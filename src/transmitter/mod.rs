//! Upstream delivery
//!
//! Transmits workload metadata, scan results, and deletion notices to the
//! upstream collector. Each payload is attempted once; the only built-in
//! secondary attempt is the dependency-graph fallback for scan results.
//! A lost payload never takes the process with it: failures are logged
//! with the payload context (minus the dependency graph, which is too
//! large to log) and dropped.

pub mod payload;

use crate::scan::ScanOutput;
use crate::workload::Workload;
use crate::{AgentError, Result};
use payload::{
    AgentMetadata, DeleteWorkloadPayload, DependencyGraphPayload, ImageLocator,
    LocalWorkloadLocator, ScanIdentity, ScanResultEntry, ScanResultsPayload, ScanTarget,
    WorkloadLocator, WorkloadMetadata, WorkloadMetadataPayload,
};
use serde::Serialize;
use std::time::Duration;
use tracing::{error, info, warn};

const REQUEST_TIMEOUT: Duration = Duration::from_secs(30);

/// Any status in the exclusive range (100, 400) counts as success.
pub fn is_success_status(status: u16) -> bool {
    status > 100 && status < 400
}

pub struct Transmitter {
    client: reqwest::Client,
    base_url: String,
    integration_id: String,
    agent_id: String,
    cluster_name: String,
    namespace: Option<String>,
}

impl Transmitter {
    pub fn new(
        base_url: impl Into<String>,
        integration_id: impl Into<String>,
        agent_id: impl Into<String>,
        cluster_name: impl Into<String>,
        namespace: Option<String>,
    ) -> Result<Self> {
        let client = reqwest::Client::builder()
            .timeout(REQUEST_TIMEOUT)
            .build()
            .map_err(|err| AgentError::DeliveryError(err.to_string()))?;

        Ok(Self {
            client,
            base_url: base_url.into().trim_end_matches('/').to_string(),
            integration_id: integration_id.into(),
            agent_id: agent_id.into(),
            cluster_name: cluster_name.into(),
            namespace,
        })
    }

    pub async fn send_workload_metadata(&self, workload: &Workload) {
        let payload = WorkloadMetadataPayload {
            workload_locator: self.workload_locator(workload),
            agent_id: self.agent_id.clone(),
            workload_metadata: WorkloadMetadata {
                labels: workload.labels.clone(),
                annotations: workload.annotations.clone(),
                spec_labels: workload.spec_labels.clone(),
                spec_annotations: workload.spec_annotations.clone(),
                revision: workload.revision,
                pod_spec: workload.pod_spec.clone(),
            },
        };

        info!(
            locator = ?payload.workload_locator.local,
            "sending workload metadata upstream"
        );

        match self.post("/api/v1/workload", &payload).await {
            Ok(()) => info!(
                locator = ?payload.workload_locator.local,
                "workload metadata sent upstream"
            ),
            Err(err) => error!(
                error = %err,
                locator = ?payload.workload_locator.local,
                "could not send workload metadata upstream"
            ),
        }
    }

    /// Primary submission goes to the structured scan-results endpoint.
    /// If that fails for any reason, the same data is re-shaped into the
    /// legacy dependency-graph payload and sent to the secondary endpoint,
    /// which remains the long-term-supported contract.
    pub async fn send_scan_results(&self, workload: &Workload, output: &ScanOutput) {
        let image_locator = self.image_locator(workload);
        let payload = ScanResultsPayload {
            image_locator: image_locator.clone(),
            agent_id: self.agent_id.clone(),
            metadata: self.agent_metadata(),
            scan_results: vec![ScanResultEntry {
                identity: ScanIdentity {
                    identity_type: "container-image".to_string(),
                },
                target: ScanTarget {
                    image: workload.image_name.clone(),
                },
                facts: output.facts.clone(),
            }],
        };

        let Err(err) = self.post("/api/v1/scan-results", &payload).await else {
            return;
        };

        warn!(
            error = %err,
            image_locator = ?image_locator,
            "scan-results submission failed, falling back to the dependency-graph endpoint"
        );

        let fallback = DependencyGraphPayload {
            image_locator: image_locator.clone(),
            agent_id: self.agent_id.clone(),
            dependency_graph: output.dependency_graph.to_string(),
            metadata: self.agent_metadata(),
        };

        if let Err(err) = self.post("/api/v1/dependency-graph", &fallback).await {
            error!(
                error = %err,
                image_locator = ?image_locator,
                "could not send the dependency scan result upstream"
            );
        }
    }

    /// A 404 means the workload was never (or not yet) registered
    /// upstream; that is a benign no-op, not an error.
    pub async fn delete_workload(&self, locator: &LocalWorkloadLocator) {
        let payload = DeleteWorkloadPayload {
            workload_locator: self.local_to_global(locator),
            agent_id: self.agent_id.clone(),
        };

        let response = self
            .client
            .delete(format!("{}/api/v1/workload", self.base_url))
            .json(&payload)
            .send()
            .await;

        match response {
            Ok(response) => {
                let status = response.status().as_u16();
                if status == 404 {
                    info!(
                        locator = ?locator,
                        "workload to delete not found upstream, maybe it is still being built"
                    );
                } else if !is_success_status(status) {
                    error!(
                        status,
                        locator = ?locator,
                        "could not delete workload upstream"
                    );
                }
            }
            Err(err) => error!(
                error = %err,
                locator = ?locator,
                "could not send workload deletion upstream"
            ),
        }
    }

    async fn post<T: Serialize>(&self, path: &str, payload: &T) -> Result<()> {
        let response = self
            .client
            .post(format!("{}{}", self.base_url, path))
            .json(payload)
            .send()
            .await
            .map_err(|err| AgentError::DeliveryError(err.to_string()))?;

        let status = response.status();
        if is_success_status(status.as_u16()) {
            Ok(())
        } else {
            Err(AgentError::UpstreamStatus {
                status: status.as_u16(),
                message: status.canonical_reason().unwrap_or("unknown").to_string(),
            })
        }
    }

    fn workload_locator(&self, workload: &Workload) -> WorkloadLocator {
        WorkloadLocator {
            local: LocalWorkloadLocator {
                namespace: workload.namespace.clone(),
                workload_type: workload.kind.as_str().to_string(),
                name: workload.name.clone(),
            },
            user_locator: self.integration_id.clone(),
            cluster: workload.cluster.clone(),
        }
    }

    fn local_to_global(&self, locator: &LocalWorkloadLocator) -> WorkloadLocator {
        WorkloadLocator {
            local: locator.clone(),
            user_locator: self.integration_id.clone(),
            cluster: self.cluster_name.clone(),
        }
    }

    fn image_locator(&self, workload: &Workload) -> ImageLocator {
        let image_id = if workload.image_id.is_empty() {
            workload.image_name.clone()
        } else {
            workload.image_id.clone()
        };
        ImageLocator {
            workload: self.workload_locator(workload),
            image_id,
        }
    }

    fn agent_metadata(&self) -> AgentMetadata {
        AgentMetadata {
            agent_id: self.agent_id.clone(),
            version: crate::VERSION.to_string(),
            namespace: self.namespace.clone(),
        }
    }
}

--------------------------------

## Work task
Retype the listing from above, matching it exactly.

## Solution to the problem
filename src/transmitter/mod.rs
//! Upstream delivery
//!
//! Transmits workload metadata, scan results, and deletion notices to the
//! upstream collector. Each payload is attempted once; the only built-in
//! secondary attempt is the dependency-graph fallback for scan results.
//! A lost payload never takes the process with it: failures are logged
//! with the payload context (minus the dependency graph, which is too
//! large to log) and dropped.

pub mod payload;

use crate::scan::ScanOutput;
use crate::workload::Workload;
use crate::{AgentError, Result};
use payload::{
    AgentMetadata, DeleteWorkloadPayload, DependencyGraphPayload, ImageLocator,
    LocalWorkloadLocator, ScanIdentity, ScanResultEntry, ScanResultsPayload, ScanTarget,
    WorkloadLocator, WorkloadMetadata, WorkloadMetadataPayload,
};
use serde::Serialize;
use std::time::Duration;
use tracing::{error, info, warn};

const REQUEST_TIMEOUT: Duration = Duration::from_secs(30);

/// Any status in the exclusive range (100, 400) counts as success.
pub fn is_success_status(status: u16) -> bool {
    status > 100 && status < 400
}

pub struct Transmitter {
    client: reqwest::Client,
    base_url: String,
    integration_id: String,
    agent_id: String,
    cluster_name: String,
    namespace: Option<String>,
}

impl Transmitter {
    pub fn new(
        base_url: impl Into<String>,
        integration_id: impl Into<String>,
        agent_id: impl Into<String>,
        cluster_name: impl Into<String>,
        namespace: Option<String>,
    ) -> Result<Self> {
        let client = reqwest::Client::builder()
            .timeout(REQUEST_TIMEOUT)
            .build()
            .map_err(|err| AgentError::DeliveryError(err.to_string()))?;

        Ok(Self {
            client,
            base_url: base_url.into().trim_end_matches('/').to_string(),
            integration_id: integration_id.into(),
            agent_id: agent_id.into(),
            cluster_name: cluster_name.into(),
            namespace,
        })
    }

    pub async fn send_workload_metadata(&self, workload: &Workload) {
        let payload = WorkloadMetadataPayload {
            workload_locator: self.workload_locator(workload),
            agent_id: self.agent_id.clone(),
            workload_metadata: WorkloadMetadata {
                labels: workload.labels.clone(),
                annotations: workload.annotations.clone(),
                spec_labels: workload.spec_labels.clone(),
                spec_annotations: workload.spec_annotations.clone(),
                revision: workload.revision,
                pod_spec: workload.pod_spec.clone(),
            },
        };

        info!(
            locator = ?payload.workload_locator.local,
            "sending workload metadata upstream"
        );

        match self.post("/api/v1/workload", &payload).await {
            Ok(()) => info!(
                locator = ?payload.workload_locator.local,
                "workload metadata sent upstream"
            ),
            Err(err) => error!(
                error = %err,
                locator = ?payload.workload_locator.local,
                "could not send workload metadata upstream"
            ),
        }
    }

    /// Primary submission goes to the structured scan-results endpoint.
    /// If that fails for any reason, the same data is re-shaped into the
    /// legacy dependency-graph payload and sent to the secondary endpoint,
    /// which remains the long-term-supported contract.
    pub async fn send_scan_results(&self, workload: &Workload, output: &ScanOutput) {
        let image_locator = self.image_locator(workload);
        let payload = ScanResultsPayload {
            image_locator: image_locator.clone(),
            agent_id: self.agent_id.clone(),
            metadata: self.agent_metadata(),
            scan_results: vec![ScanResultEntry {
                identity: ScanIdentity {
                    identity_type: "container-image".to_string(),
                },
                target: ScanTarget {
                    image: workload.image_name.clone(),
                },
                facts: output.facts.clone(),
            }],
        };

        let Err(err) = self.post("/api/v1/scan-results", &payload).await else {
            return;
        };

        warn!(
            error = %err,
            image_locator = ?image_locator,
            "scan-results submission failed, falling back to the dependency-graph endpoint"
        );

        let fallback = DependencyGraphPayload {
            image_locator: image_locator.clone(),
            agent_id: self.agent_id.clone(),
            dependency_graph: output.dependency_graph.to_string(),
            metadata: self.agent_metadata(),
        };

        if let Err(err) = self.post("/api/v1/dependency-graph", &fallback).await {
            error!(
                error = %err,
                image_locator = ?image_locator,
                "could not send the dependency scan result upstream"
            );
        }
    }

    /// A 404 means the workload was never (or not yet) registered
    /// upstream; that is a benign no-op, not an error.
    pub async fn delete_workload(&self, locator: &LocalWorkloadLocator) {
        let payload = DeleteWorkloadPayload {
            workload_locator: self.local_to_global(locator),
            agent_id: self.agent_id.clone(),
        };

        let response = self
            .client
            .delete(format!("{}/api/v1/workload", self.base_url))
            .json(&payload)
            .send()
            .await;

        match response {
            Ok(response) => {
                let status = response.status().as_u16();
                if status == 404 {
                    info!(
                        locator = ?locator,
                        "workload to delete not found upstream, maybe it is still being built"
                    );
                } else if !is_success_status(status) {
                    error!(
                        status,
                        locator = ?locator,
                        "could not delete workload upstream"
                    );
                }
            }
            Err(err) => error!(
                error = %err,
                locator = ?locator,
                "could not send workload deletion upstream"
            ),
        }
    }

    async fn post<T: Serialize>(&self, path: &str, payload: &T) -> Result<()> {
        let response = self
            .client
            .post(format!("{}{}", self.base_url, path))
            .json(payload)
            .send()
            .await
            .map_err(|err| AgentError::DeliveryError(err.to_string()))?;

        let status = response.status();
        if is_success_status(status.as_u16()) {
            Ok(())
        } else {
            Err(AgentError::UpstreamStatus {
                status: status.as_u16(),
                message: status.canonical_reason().unwrap_or("unknown").to_string(),
            })
        }
    }

    fn workload_locator(&self, workload: &Workload) -> WorkloadLocator {
        WorkloadLocator {
            local: LocalWorkloadLocator {
                namespace: workload.namespace.clone(),
                workload_type: workload.kind.as_str().to_string(),
                name: workload.name.clone(),
            },
            user_locator: self.integration_id.clone(),
            cluster: workload.cluster.clone(),
        }
    }

    fn local_to_global(&self, locator: &LocalWorkloadLocator) -> WorkloadLocator {
        WorkloadLocator {
            local: locator.clone(),
            user_locator: self.integration_id.clone(),
            cluster: self.cluster_name.clone(),
        }
    }

    fn image_locator(&self, workload: &Workload) -> ImageLocator {
        let image_id = if workload.image_id.is_empty() {
            workload.image_name.clone()
        } else {
            workload.image_id.clone()
        };
        ImageLocator {
            workload: self.workload_locator(workload),
            image_id,
        }
    }

    fn agent_metadata(&self) -> AgentMetadata {
        AgentMetadata {
            agent_id: self.agent_id.clone(),
            version: crate::VERSION.to_string(),
            namespace: self.namespace.clone(),
        }
    }
}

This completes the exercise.